### ACTIVITY
Among the entries that follow, some lines contain the word "infrastructure". Show all of them.

### RECORD SET

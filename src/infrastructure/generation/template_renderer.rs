//! Tera-based template renderer implementation

use async_trait::async_trait;
use std::error::Error as _;
use std::sync::Arc;
use tera::{Context, Tera};

use crate::generation::{
    Artifact, GenerationContext, GenerationError, RenderContext, TemplateRenderingStrategy,
};
use crate::infrastructure::templates::{
    EmbeddedTemplateRepository, MODELS_TEMPLATE, TemplateLoader, TemplateSet,
};

/// Name of the package marker written next to the generated modules
pub const PACKAGE_MARKER: &str = "__init__.py";

/// Tera-based template renderer
pub struct TeraTemplateRenderer {
    loader: Arc<dyn TemplateLoader>,
}

impl TeraTemplateRenderer {
    pub fn new(loader: Arc<dyn TemplateLoader>) -> Self {
        Self { loader }
    }

    /// Renderer over the templates compiled into the binary
    pub fn embedded() -> Self {
        Self::new(Arc::new(EmbeddedTemplateRepository::new()))
    }

    fn engine(set: &TemplateSet) -> Result<Tera, GenerationError> {
        let mut tera = Tera::default();
        tera.add_raw_templates(
            set.files
                .iter()
                .map(|file| (file.name.as_str(), file.content.as_str())),
        )
        .map_err(|e| GenerationError::RenderError(describe(&e)))?;
        Ok(tera)
    }

    fn render_one(
        tera: &Tera,
        name: &str,
        context: &Context,
    ) -> Result<String, GenerationError> {
        let mut rendered = tera.render(name, context).map_err(|e| {
            GenerationError::RenderError(format!("Failed to render {name}: {}", describe(&e)))
        })?;
        let trimmed = rendered.trim_end().len();
        rendered.truncate(trimmed);
        rendered.push('\n');
        Ok(rendered)
    }
}

impl Default for TeraTemplateRenderer {
    fn default() -> Self {
        Self::embedded()
    }
}

/// Flatten a Tera error and its sources into one line
fn describe(error: &tera::Error) -> String {
    let mut message = error.to_string();
    let mut source = error.source();
    while let Some(cause) = source {
        message.push_str(": ");
        message.push_str(&cause.to_string());
        source = cause.source();
    }
    message
}

#[async_trait]
impl TemplateRenderingStrategy for TeraTemplateRenderer {
    async fn render(
        &self,
        render_context: &RenderContext,
        context: &GenerationContext,
    ) -> Result<Vec<Artifact>, GenerationError> {
        let set = self.loader.load().await?;
        let tera = Self::engine(&set)?;
        let tera_context = Context::from_value(render_context.data.clone())?;

        let models = Self::render_one(&tera, MODELS_TEMPLATE, &tera_context)?;
        let client = Self::render_one(&tera, context.mode.client_template(), &tera_context)?;

        tracing::debug!(
            mode = %context.mode,
            models_bytes = models.len(),
            client_bytes = client.len(),
            "Rendered templates"
        );

        Ok(vec![
            Artifact::new(format!("{}.py", context.modules.schema), models),
            Artifact::new(format!("{}.py", context.modules.client), client),
            Artifact::new(PACKAGE_MARKER, ""),
        ])
    }
}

### WORKED SOLUTION
filename src/infrastructure/generation/template_renderer.rs
use crate::infrastructure::templates::{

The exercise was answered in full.